Tim Spence from West Sussex opened up a three-stroke lead with one round to go in the Aberdeen Senior Masters at Meldrum House Hotel golf course, Oldmeldrum - and then went straight to the practice range.
"I shot a 66 (four under par) for 131 (nine under) but I did not hit the ball at all well," said Spence who at 49 years is too young for the European Seniors Tour but just right for the independent Senior Golf Circuit for which the starting age is 48.
"I began by three-putting the first green - my only bogey in 36 holes - but by the end it was my putting that held my round together.
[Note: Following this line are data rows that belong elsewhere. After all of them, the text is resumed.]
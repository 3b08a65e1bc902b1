//! String utility functions

/// Default maximum length for preview text (in characters)
pub const PREVIEW_MAX_LENGTH: usize = 200;

/// Truncate text to max length with ellipsis
pub fn truncate_preview(text: &str, max_len: usize) -> String {
    let text = text.trim();
    if text.chars().count() > max_len {
        format!("{}...", text.chars().take(max_len).collect::<String>())
    } else {
        text.to_string()
    }
}

#[cfg(test)]
mod tests {
    use super::*;

    #[test]
    fn test_truncate_preview_short() {
        assert_eq!(truncate_preview("hello", PREVIEW_MAX_LENGTH), "hello");
    }

    #[test]
    fn test_truncate_preview_long() {
        let long_text = "a".repeat(300);
        let truncated = truncate_preview(&long_text, PREVIEW_MAX_LENGTH);
        assert!(truncated.ends_with("..."));
        assert!(truncated.len() <= PREVIEW_MAX_LENGTH + 3);
    }

    #[test]
    fn test_truncate_preview_trims_whitespace() {
        assert_eq!(truncate_preview("  hello  ", 100), "hello");
    }
}
//! Top-level application wiring (spec §5 "Startup sequence").
//!
//! Grounded on the teacher's `CoreApp::run`/`init`/`start_background_tasks`
//! shape: parse CLI, load config, init logging, build every subsystem,
//! wire it onto the [`Bus`], install signal handlers, then block on the
//! shutdown signal and drain. Trimmed of every concern this bot doesn't
//! have (HTTP API server, OTLP ingestion, background data pruning against
//! an embedded database) since nothing here serves external traffic.

use std::collections::HashMap;
use std::sync::Arc;

use anyhow::Result;
use tracing_subscriber::EnvFilter;

use synapse_backends::{Backend, CloudBackend, CloudBackendConfig, LocalBackend, LocalBackendConfig, ReflexBackend};

use crate::announcer::Announcer;
use crate::bus::Bus;
use crate::cache::ResponseCache;
use crate::classifier::Classifier;
use crate::collaborators::{NullPushProvider, NullRestClient, PushProvider, RestClient};
use crate::core::cli::{self, Commands, SystemCommands};
use crate::core::config::AppConfig;
use crate::core::constants::{DEFAULT_COMMAND_PREFIX, DEFAULT_DRIFT_PHRASES, DEFAULT_PING_PATTERNS, END_MARKER, ENV_LOG, LONG_FORM_COMMAND_TOKEN};
use crate::core::secret::SecretManager;
use crate::core::shutdown::ShutdownService;
use crate::dispatcher::Dispatcher;
use crate::router::CommandRouter;
use crate::supervisor::MonitorSupervisor;

/// Entry point used by `main.rs`. Owns no state itself — every
/// long-lived object is constructed and wired inside `start`.
pub struct CoreApp;

impl CoreApp {
    pub async fn run() -> Result<()> {
        let (cli_config, command) = cli::parse();

        match command {
            Some(Commands::System { command }) => Self::handle_system_command(command).await,
            _ => Self::start(cli_config).await,
        }
    }

    async fn handle_system_command(command: SystemCommands) -> Result<()> {
        match command {
            SystemCommands::Prune { yes } => {
                if !yes {
                    eprint!("This deletes the local secrets file. Continue? [y/N] ");
                    use std::io::Write;
                    std::io::stdout().flush().ok();
                    let mut answer = String::new();
                    std::io::stdin().read_line(&mut answer).ok();
                    if !answer.trim().eq_ignore_ascii_case("y") {
                        println!("aborted.");
                        return Ok(());
                    }
                }
                SecretManager::prune()?;
                println!("pruned local data.");
                Ok(())
            }
        }
    }

    async fn start(cli_config: cli::CliConfig) -> Result<()> {
        let config = AppConfig::load(&cli_config)?;
        Self::init_logging(&config)?;

        tracing::info!(bot = %config.bot.name, channels = ?config.channels.list, "starting synapse-bot");

        let secrets = SecretManager::load(&config)?;
        let bus = Arc::new(Bus::new());
        let shutdown = ShutdownService::new(bus.clone());
        shutdown.install_signal_handlers();

        let backends = Self::build_backends(&config, &secrets);
        tracing::info!(backends = ?backends.iter().map(|b| b.name()).collect::<Vec<_>>(), "backends ready");

        let classifier = Classifier::new(
            LONG_FORM_COMMAND_TOKEN,
            DEFAULT_PING_PATTERNS.iter().map(|s| s.to_string()).collect(),
        );
        let dispatcher = Arc::new(Dispatcher::new(
            backends,
            classifier,
            config.neural_llm.ucb_exploration_factor,
            config.neural_llm.min_trials_per_synapse,
        ));

        // Wired for `!joke`-style out-of-scope commands that a future
        // handler registers against the router; unused directly by the
        // in-scope subsystems this core builds.
        let _response_cache = Arc::new(ResponseCache::with_config(
            config.commands.cache.joke_ttl_secs,
            config.commands.cache.joke_max_size,
        ));

        let router = Arc::new(CommandRouter::new(
            config.bot.name.clone(),
            DEFAULT_COMMAND_PREFIX,
            config.commands.cooldowns.mention_secs,
            config.commands.cooldowns.ask_secs,
            dispatcher.clone(),
            bus.clone(),
        ));
        router.install().await;

        let announcer = Arc::new(Announcer::new(
            config.announcements.stream_online.clone(),
            config.announcements.stream_offline.clone(),
            bus.clone(),
        ));
        announcer.install().await;

        if config.announcements.monitoring.enabled {
            let rest: Arc<dyn RestClient> = Arc::new(NullRestClient);
            let push: Arc<dyn PushProvider> = Arc::new(NullPushProvider);
            let supervisor = MonitorSupervisor::start(
                config.announcements.monitoring.method,
                config.channels.list.clone(),
                HashMap::new(),
                config.announcements.monitoring.polling_interval_secs,
                rest,
                push,
                bus.clone(),
                shutdown.subscribe(),
            )
            .await;
            tracing::info!(mechanism = supervisor.active_mechanism(), "stream monitoring active");
            shutdown.register(supervisor.handle()).await;
        } else {
            tracing::info!("stream monitoring disabled");
        }

        shutdown.wait().await;
        shutdown.shutdown().await;
        Ok(())
    }

    /// Builds the backend roster: reflex is always present, local/cloud
    /// gated by `llm.provider` and, for cloud, by whether a credential
    /// resolved at all (spec §4.3/§4.4 "Backend availability").
    fn build_backends(config: &AppConfig, secrets: &SecretManager) -> Vec<Arc<dyn Backend>> {
        let mut backends: Vec<Arc<dyn Backend>> = vec![Arc::new(ReflexBackend::new())];
        let drift_phrases: Vec<String> = DEFAULT_DRIFT_PHRASES.iter().map(|s| s.to_string()).collect();

        if config.llm.provider.local_enabled() {
            backends.push(Arc::new(LocalBackend::new(LocalBackendConfig {
                endpoint: config.llm.model_endpoint.clone(),
                model: config.llm.model_name.clone(),
                language: config.llm.language.clone(),
                enabled: true,
                bot_name: config.bot.name.clone(),
                personality: config.bot.personality.clone(),
                use_personality_on_mention: config.llm.use_personality_on_mention,
                use_personality_on_ask: config.llm.use_personality_on_ask,
                timeout_connect: std::time::Duration::from_secs(config.neural_llm.timeout_connect_secs),
                timeout_inference: std::time::Duration::from_secs(config.neural_llm.timeout_inference_secs),
                timeout_write: std::time::Duration::from_secs(config.neural_llm.timeout_write_secs),
                timeout_pool: std::time::Duration::from_secs(config.neural_llm.timeout_pool_secs),
                ema_alpha: config.neural_llm.ema_alpha_local,
                failure_threshold: config.neural_llm.local_failure_threshold,
                recovery_secs: config.neural_llm.local_recovery_secs,
                drift_phrases: drift_phrases.clone(),
                end_marker: END_MARKER.to_string(),
            })));
        }

        if config.llm.provider.cloud_enabled() {
            match secrets.openai_key() {
                Some(api_key) => {
                    backends.push(Arc::new(CloudBackend::new(CloudBackendConfig {
                        endpoint: config.llm.model_endpoint.clone(),
                        model: config.llm.model_name.clone(),
                        api_key: api_key.to_string(),
                        enabled: true,
                        bot_name: config.bot.name.clone(),
                        personality: config.bot.personality.clone(),
                        use_personality_on_mention: config.llm.use_personality_on_mention,
                        use_personality_on_ask: config.llm.use_personality_on_ask,
                        timeout_connect: std::time::Duration::from_secs(config.neural_llm.timeout_connect_secs),
                        timeout_inference: std::time::Duration::from_secs(config.neural_llm.timeout_inference_secs),
                        timeout_write: std::time::Duration::from_secs(config.neural_llm.timeout_write_secs),
                        timeout_pool: std::time::Duration::from_secs(config.neural_llm.timeout_pool_secs),
                        ema_alpha: config.neural_llm.ema_alpha_cloud,
                        failure_threshold: config.neural_llm.cloud_failure_threshold,
                        recovery_secs: config.neural_llm.cloud_recovery_secs,
                        drift_phrases,
                        end_marker: END_MARKER.to_string(),
                    })));
                }
                None => {
                    tracing::warn!("llm.provider enables cloud but no api key resolved, skipping cloud backend");
                }
            }
        }

        backends
    }

    fn init_logging(config: &AppConfig) -> Result<()> {
        let filter = std::env::var(ENV_LOG)
            .or_else(|_| std::env::var("RUST_LOG"))
            .unwrap_or_else(|_| config.log_level.clone());
        tracing_subscriber::fmt()
            .with_env_filter(EnvFilter::new(filter))
            .try_init()
            .ok();
        Ok(())
    }
}
//! Fast local chat-completion backend, streamed (spec.md §4.3).

use std::time::{Duration, Instant};

use eventsource_stream::Eventsource;
use futures::StreamExt;
use serde::{Deserialize, Serialize};
use serde_json::json;

use crate::backend::Backend;
use crate::error::BackendError;
use crate::postprocess::postprocess;
use crate::prompt::{fold_system_into_user, wrap_prompt, WrappedPrompt};
use crate::reward::{shape as compute_reward, RewardWeights};
use crate::stats::StatsCell;
use crate::types::{BackendRequest, BackendStats, Class, Context};

#[derive(Debug, Clone)]
pub struct LocalBackendConfig {
    pub endpoint: String,
    pub model: String,
    pub language: String,
    pub enabled: bool,
    pub bot_name: String,
    pub personality: String,
    pub use_personality_on_mention: bool,
    pub use_personality_on_ask: bool,
    pub timeout_connect: Duration,
    pub timeout_inference: Duration,
    pub timeout_write: Duration,
    pub timeout_pool: Duration,
    pub ema_alpha: f64,
    pub failure_threshold: u32,
    pub recovery_secs: u64,
    pub drift_phrases: Vec<String>,
    pub end_marker: String,
}

/// Per-(context, class) request shaping (spec.md §4.3 table).
struct RequestShape {
    max_tokens: u32,
    temperature: f32,
    repeat_penalty: f32,
    stop: Vec<String>,
}

fn request_shape(context: Context, class: Class, end_marker: &str) -> RequestShape {
    match (context, class) {
        (Context::Ask, _) => RequestShape {
            max_tokens: 200,
            temperature: 0.3,
            repeat_penalty: 1.1,
            stop: vec!["\n".into(), end_marker.into()],
        },
        (Context::Mention, Class::GenLong) => RequestShape {
            max_tokens: 100,
            temperature: 0.4,
            repeat_penalty: 1.2,
            stop: vec![end_marker.into(), "\n".into(), "in summary".into(), "furthermore".into()],
        },
        (Context::Mention, Class::GenShort) => RequestShape {
            max_tokens: 200,
            temperature: 0.7,
            repeat_penalty: 1.1,
            stop: vec!["\n".into()],
        },
        (_, Class::GenLong) => RequestShape {
            max_tokens: 100,
            temperature: 0.4,
            repeat_penalty: 1.2,
            stop: vec![end_marker.into(), "\n".into()],
        },
        _ => RequestShape {
            max_tokens: 150,
            temperature: 0.7,
            repeat_penalty: 1.1,
            stop: vec!["\n".into()],
        },
    }
}

#[derive(Deserialize)]
struct ChunkDelta {
    content: Option<String>,
}

#[derive(Deserialize)]
struct ChunkChoice {
    delta: ChunkDelta,
    finish_reason: Option<String>,
}

#[derive(Deserialize)]
struct Chunk {
    choices: Vec<ChunkChoice>,
}

#[derive(Serialize)]
struct ChatMessage<'a> {
    role: &'a str,
    content: &'a str,
}

pub struct LocalBackend {
    config: LocalBackendConfig,
    client: reqwest::Client,
    stats: StatsCell,
}

impl LocalBackend {
    pub fn new(config: LocalBackendConfig) -> Self {
        let client = reqwest::Client::builder()
            .connect_timeout(config.timeout_connect)
            .timeout(config.timeout_inference + config.timeout_write)
            .pool_idle_timeout(config.timeout_pool)
            .build()
            .expect("reqwest client build");

        let stats = StatsCell::new(
            "local",
            config.failure_threshold,
            config.recovery_secs,
            config.ema_alpha,
            1.0,
            60.0,
        );

        Self {
            config,
            client,
            stats,
        }
    }

    fn messages_json(wrapped: &WrappedPrompt) -> Vec<serde_json::Value> {
        let mut v = Vec::new();
        if let Some(system) = &wrapped.system {
            v.push(json!(ChatMessage {
                role: "system",
                content: system,
            }));
        }
        v.push(json!(ChatMessage {
            role: "user",
            content: &wrapped.user,
        }));
        v
    }

    async fn stream_once(
        &self,
        wrapped: &WrappedPrompt,
        shape: &RequestShape,
    ) -> Result<(String, Option<String>), BackendError> {
        let payload = json!({
            "model": self.config.model,
            "messages": Self::messages_json(wrapped),
            "max_tokens": shape.max_tokens,
            "temperature": shape.temperature,
            "repeat_penalty": shape.repeat_penalty,
            "stop": shape.stop,
            "stream": true,
        });

        let resp = self
            .client
            .post(&self.config.endpoint)
            .header(reqwest::header::ACCEPT, "text/event-stream")
            .json(&payload)
            .send()
            .await
            .map_err(|e| {
                if e.is_timeout() {
                    BackendError::ReadTimeout
                } else if e.is_connect() {
                    BackendError::Connect(e.to_string())
                } else {
                    BackendError::Other(e.to_string())
                }
            })?;

        if !resp.status().is_success() {
            let status = resp.status().as_u16();
            let body = resp.text().await.unwrap_or_default();
            return Err(BackendError::Status { status, body });
        }

        let mut stream = resp.bytes_stream().eventsource();
        let mut buffer = String::new();
        let mut finish_reason: Option<String> = None;

        while let Some(event) = stream.next().await {
            let event = event.map_err(|e| BackendError::Protocol(e.to_string()))?;
            if event.data == "[DONE]" {
                break;
            }
            let chunk: Chunk = match serde_json::from_str(&event.data) {
                Ok(c) => c,
                Err(_) => continue,
            };
            for choice in chunk.choices {
                if let Some(content) = choice.delta.content {
                    buffer.push_str(&content);
                }
                if let Some(reason) = choice.finish_reason {
                    finish_reason = Some(reason);
                }
            }
        }

        Ok((buffer, finish_reason))
    }
}

#[async_trait::async_trait]
impl Backend for LocalBackend {
    fn name(&self) -> &'static str {
        "local"
    }

    fn can_execute(&self) -> bool {
        self.config.enabled && self.stats.can_execute()
    }

    async fn invoke(&self, req: &BackendRequest) -> Result<String, BackendError> {
        let started = Instant::now();
        let shape = request_shape(req.context, req.class, &self.config.end_marker);
        let wrapped = wrap_prompt(
            &self.config.bot_name,
            &self.config.personality,
            req.context,
            req.class,
            self.config.use_personality_on_mention,
            self.config.use_personality_on_ask,
            &req.prompt,
        );

        let mut result = self.stream_once(&wrapped, &shape).await;

        if let Err(BackendError::Status { status, ref body }) = result
            && status == 400
            && crate::prompt::error_mentions_system_role(body)
        {
            let folded = fold_system_into_user(&wrapped);
            result = self.stream_once(&folded, &shape).await;
        } else if let Err(BackendError::Protocol(_)) = result {
            let folded = fold_system_into_user(&wrapped);
            result = self.stream_once(&folded, &shape).await;
        }

        let latency = started.elapsed().as_secs_f64();

        match result {
            Ok((raw, finish_reason)) => {
                match postprocess(
                    &raw,
                    &self.config.bot_name,
                    req.context,
                    req.class,
                    &self.config.drift_phrases,
                    finish_reason.as_deref(),
                    &self.config.end_marker,
                ) {
                    Some(text) => {
                        let reward = compute_reward(&text, latency, &RewardWeights::local());
                        self.stats.record_success(latency, reward);
                        Ok(text)
                    }
                    None => {
                        self.stats.record_failure(latency);
                        Err(BackendError::InvalidResponse("too short or trivial".into()))
                    }
                }
            }
            Err(e) => {
                self.stats.record_failure(latency);
                Err(e)
            }
        }
    }

    fn stats(&self) -> BackendStats {
        self.stats.snapshot()
    }
}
An eagle 3 at the 11th helped a lot and I had birdies at the fifth, ninth and the 18th where I sank an 18-footer up the hill."
Spence's nearest challenger is Welshman Phillip Price who birdied the 16th and 17th on his way to a 66 for 134. The Newport man is a shot ahead of joint third placed American Barry Conser (67-68) and desposed overnight leader Paul Wesselingh (64-71).
Scot Stephen McAllister is hanging on in there in joint fifth place on 136 with rounds of 66 and 70.
Conser birdied four of the first eight holes and added another at the 11th.
Wesselingh, seven strokes worse than his opening 64, said he simply did not play well enough to deserve a better score.
Whereas some 30 players had scores under the par of 70, only 11 shot second rounds in the 60s.
Aberdeen businessman and co-sponsor of the event Nick Robson, who had a 74 for 142 but has a six-shot lead over Meldrum House clubmate Barry Brooks (74-74) in the leading amateur contest, explained:
"We made the course a little bit more difficult, particuarly the front nine, than it was for the first round, pulled some tees back, put the flags in more difficult positions - and that made the difference.
"I was party to the changes and I have to say, I suffered too. It was a struggle for me. I didn't play as well as I did on Tuesday and I went out of bounds at the 17th."
First prize is £50,000 and the leading 40 pros will earn prize money.
Instead of an over-60 years prize there is a novel way of giving the older guys a chance to win some money. Players' ages will be deducted from their 54-hole totals, i.e. the older a player is, the more he will deduct from his score.
Three prizes in this novely section  with the first one £1,000. Interesting to see how this works out. Fair to say it is on trial.
The leading amateur will win a voucher to the value of £500 with the runner-up getting a £200 voucher and the third highest amateur £100.